§ What the exercise asks:
Your job is to transcribe the material exactly. Keep every line.

§ Exercise input:
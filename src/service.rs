//! Service manager integration (systemd)
//!
//! The registrar's four mutations - write unit, reload daemon, enable,
//! start - each surface a distinct error and none is retried: systemctl
//! operations are fast and a failure means misconfiguration, not a blip.
//! Unit writes are idempotent at the content level so a re-run of an
//! unchanged manifest reloads nothing.

use std::io;
use std::path::PathBuf;
use std::process::Command;
use thiserror::Error;

use crate::unit::ServiceUnit;

/// Where systemd looks for locally-administered units
const UNIT_DIR: &str = "/etc/systemd/system";

/// Errors from service registration
#[derive(Debug, Error)]
pub enum ServiceError {
    /// Writing the unit file failed
    #[error("failed to write unit {unit}: {source}")]
    WriteUnit {
        unit: String,
        #[source]
        source: io::Error,
    },

    /// `systemctl daemon-reload` failed
    #[error("daemon reload failed: {stderr}")]
    DaemonReload {
        stderr: String,
    },

    /// `systemctl enable` failed
    #[error("enable failed for {unit}: {stderr}")]
    Enable {
        unit: String,
        stderr: String,
    },

    /// `systemctl start` failed
    #[error("start failed for {unit}: {stderr}")]
    Start {
        unit: String,
        stderr: String,
    },

    /// systemctl itself could not be spawned
    #[error("service manager unavailable: {message}")]
    Manager {
        message: String,
    },
}

/// Service manager seam
///
/// Mutations return typed errors; the probes (`is_active`, `is_enabled`,
/// `unit_current`) are infallible like every other idempotency predicate -
/// an unreachable manager reads as "not yet in the desired state".
pub trait ServiceManager: Send + Sync {
    /// Write the unit file; returns whether the on-disk content changed
    fn write_unit(&self, unit: &ServiceUnit) -> Result<bool, ServiceError>;

    /// Whether the on-disk unit file already matches the descriptor
    fn unit_current(&self, unit: &ServiceUnit) -> bool;

    /// Reload the manager's configuration
    fn daemon_reload(&self) -> Result<(), ServiceError>;

    /// Enable a unit for boot-start
    fn enable(&self, name: &str) -> Result<(), ServiceError>;

    /// Start a unit now
    fn start(&self, name: &str) -> Result<(), ServiceError>;

    /// Whether a unit is currently active
    fn is_active(&self, name: &str) -> bool;

    /// Whether a unit is enabled for boot-start
    fn is_enabled(&self, name: &str) -> bool;
}

/// Real systemd manager
pub struct Systemd {
    unit_dir: PathBuf,
}

impl Systemd {
    /// Manager writing to /etc/systemd/system
    pub fn new() -> Self {
        Self {
            unit_dir: PathBuf::from(UNIT_DIR),
        }
    }

    /// Manager writing to a custom unit directory (useful for tests)
    pub fn with_unit_dir(dir: impl Into<PathBuf>) -> Self {
        Self {
            unit_dir: dir.into(),
        }
    }

    fn unit_path(&self, unit: &ServiceUnit) -> PathBuf {
        self.unit_dir.join(unit.file_name())
    }

    fn systemctl(&self, args: &[&str]) -> Result<std::process::Output, ServiceError> {
        Command::new("systemctl")
            .args(args)
            .output()
            .map_err(|e| ServiceError::Manager {
                message: format!("failed to execute systemctl: {e}"),
            })
    }

    fn systemctl_status(&self, args: &[&str]) -> bool {
        self.systemctl(args)
            .map(|o| o.status.success())
            .unwrap_or(false)
    }
}

impl Default for Systemd {
    fn default() -> Self {
        Self::new()
    }
}

impl ServiceManager for Systemd {
    fn write_unit(&self, unit: &ServiceUnit) -> Result<bool, ServiceError> {
        let path = self.unit_path(unit);
        let rendered = unit.render();

        if std::fs::read_to_string(&path).is_ok_and(|existing| existing == rendered) {
            return Ok(false);
        }

        std::fs::write(&path, rendered).map_err(|e| ServiceError::WriteUnit {
            unit: unit.name.clone(),
            source: e,
        })?;

        Ok(true)
    }

    fn unit_current(&self, unit: &ServiceUnit) -> bool {
        std::fs::read_to_string(self.unit_path(unit))
            .is_ok_and(|existing| existing == unit.render())
    }

    fn daemon_reload(&self) -> Result<(), ServiceError> {
        let output = self.systemctl(&["daemon-reload"])?;
        if !output.status.success() {
            return Err(ServiceError::DaemonReload {
                stderr: String::from_utf8_lossy(&output.stderr).trim().to_string(),
            });
        }
        Ok(())
    }

    fn enable(&self, name: &str) -> Result<(), ServiceError> {
        let output = self.systemctl(&["enable", name])?;
        if !output.status.success() {
            return Err(ServiceError::Enable {
                unit: name.to_string(),
                stderr: String::from_utf8_lossy(&output.stderr).trim().to_string(),
            });
        }
        Ok(())
    }

    fn start(&self, name: &str) -> Result<(), ServiceError> {
        let output = self.systemctl(&["start", name])?;
        if !output.status.success() {
            return Err(ServiceError::Start {
                unit: name.to_string(),
                stderr: String::from_utf8_lossy(&output.stderr).trim().to_string(),
            });
        }
        Ok(())
    }

    fn is_active(&self, name: &str) -> bool {
        self.systemctl_status(&["is-active", "--quiet", name])
    }

    fn is_enabled(&self, name: &str) -> bool {
        self.systemctl_status(&["is-enabled", "--quiet", name])
    }
}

§ Result for this task:
filename src/service.rs
//! Service manager integration (systemd)
//!
//! The registrar's four mutations - write unit, reload daemon, enable,
//! start - each surface a distinct error and none is retried: systemctl
//! operations are fast and a failure means misconfiguration, not a blip.
//! Unit writes are idempotent at the content level so a re-run of an
//! unchanged manifest reloads nothing.

use std::io;
use std::path::PathBuf;
use std::process::Command;
use thiserror::Error;

use crate::unit::ServiceUnit;

/// Where systemd looks for locally-administered units
const UNIT_DIR: &str = "/etc/systemd/system";

/// Errors from service registration
#[derive(Debug, Error)]
pub enum ServiceError {
    /// Writing the unit file failed
    #[error("failed to write unit {unit}: {source}")]
    WriteUnit {
        unit: String,
        #[source]
        source: io::Error,
    },

    /// `systemctl daemon-reload` failed
    #[error("daemon reload failed: {stderr}")]
    DaemonReload {
        stderr: String,
    },

    /// `systemctl enable` failed
    #[error("enable failed for {unit}: {stderr}")]
    Enable {
        unit: String,
        stderr: String,
    },

    /// `systemctl start` failed
    #[error("start failed for {unit}: {stderr}")]
    Start {
        unit: String,
        stderr: String,
    },

    /// systemctl itself could not be spawned
    #[error("service manager unavailable: {message}")]
    Manager {
        message: String,
    },
}

/// Service manager seam
///
/// Mutations return typed errors; the probes (`is_active`, `is_enabled`,
/// `unit_current`) are infallible like every other idempotency predicate -
/// an unreachable manager reads as "not yet in the desired state".
pub trait ServiceManager: Send + Sync {
    /// Write the unit file; returns whether the on-disk content changed
    fn write_unit(&self, unit: &ServiceUnit) -> Result<bool, ServiceError>;

    /// Whether the on-disk unit file already matches the descriptor
    fn unit_current(&self, unit: &ServiceUnit) -> bool;

    /// Reload the manager's configuration
    fn daemon_reload(&self) -> Result<(), ServiceError>;

    /// Enable a unit for boot-start
    fn enable(&self, name: &str) -> Result<(), ServiceError>;

    /// Start a unit now
    fn start(&self, name: &str) -> Result<(), ServiceError>;

    /// Whether a unit is currently active
    fn is_active(&self, name: &str) -> bool;

    /// Whether a unit is enabled for boot-start
    fn is_enabled(&self, name: &str) -> bool;
}

/// Real systemd manager
pub struct Systemd {
    unit_dir: PathBuf,
}

impl Systemd {
    /// Manager writing to /etc/systemd/system
    pub fn new() -> Self {
        Self {
            unit_dir: PathBuf::from(UNIT_DIR),
        }
    }

    /// Manager writing to a custom unit directory (useful for tests)
    pub fn with_unit_dir(dir: impl Into<PathBuf>) -> Self {
        Self {
            unit_dir: dir.into(),
        }
    }

    fn unit_path(&self, unit: &ServiceUnit) -> PathBuf {
        self.unit_dir.join(unit.file_name())
    }

    fn systemctl(&self, args: &[&str]) -> Result<std::process::Output, ServiceError> {
        Command::new("systemctl")
            .args(args)
            .output()
            .map_err(|e| ServiceError::Manager {
                message: format!("failed to execute systemctl: {e}"),
            })
    }

    fn systemctl_status(&self, args: &[&str]) -> bool {
        self.systemctl(args)
            .map(|o| o.status.success())
            .unwrap_or(false)
    }
}

impl Default for Systemd {
    fn default() -> Self {
        Self::new()
    }
}

impl ServiceManager for Systemd {
    fn write_unit(&self, unit: &ServiceUnit) -> Result<bool, ServiceError> {
        let path = self.unit_path(unit);
        let rendered = unit.render();

        if std::fs::read_to_string(&path).is_ok_and(|existing| existing == rendered) {
            return Ok(false);
        }

        std::fs::write(&path, rendered).map_err(|e| ServiceError::WriteUnit {
            unit: unit.name.clone(),
            source: e,
        })?;

        Ok(true)
    }

    fn unit_current(&self, unit: &ServiceUnit) -> bool {
        std::fs::read_to_string(self.unit_path(unit))
            .is_ok_and(|existing| existing == unit.render())
    }

    fn daemon_reload(&self) -> Result<(), ServiceError> {
        let output = self.systemctl(&["daemon-reload"])?;
        if !output.status.success() {
            return Err(ServiceError::DaemonReload {
                stderr: String::from_utf8_lossy(&output.stderr).trim().to_string(),
            });
        }
        Ok(())
    }

    fn enable(&self, name: &str) -> Result<(), ServiceError> {
        let output = self.systemctl(&["enable", name])?;
        if !output.status.success() {
            return Err(ServiceError::Enable {
                unit: name.to_string(),
                stderr: String::from_utf8_lossy(&output.stderr).trim().to_string(),
            });
        }
        Ok(())
    }

    fn start(&self, name: &str) -> Result<(), ServiceError> {
        let output = self.systemctl(&["start", name])?;
        if !output.status.success() {
            return Err(ServiceError::Start {
                unit: name.to_string(),
                stderr: String::from_utf8_lossy(&output.stderr).trim().to_string(),
            });
        }
        Ok(())
    }

    fn is_active(&self, name: &str) -> bool {
        self.systemctl_status(&["is-active", "--quiet", name])
    }

    fn is_enabled(&self, name: &str) -> bool {
        self.systemctl_status(&["is-enabled", "--quiet", name])
    }
}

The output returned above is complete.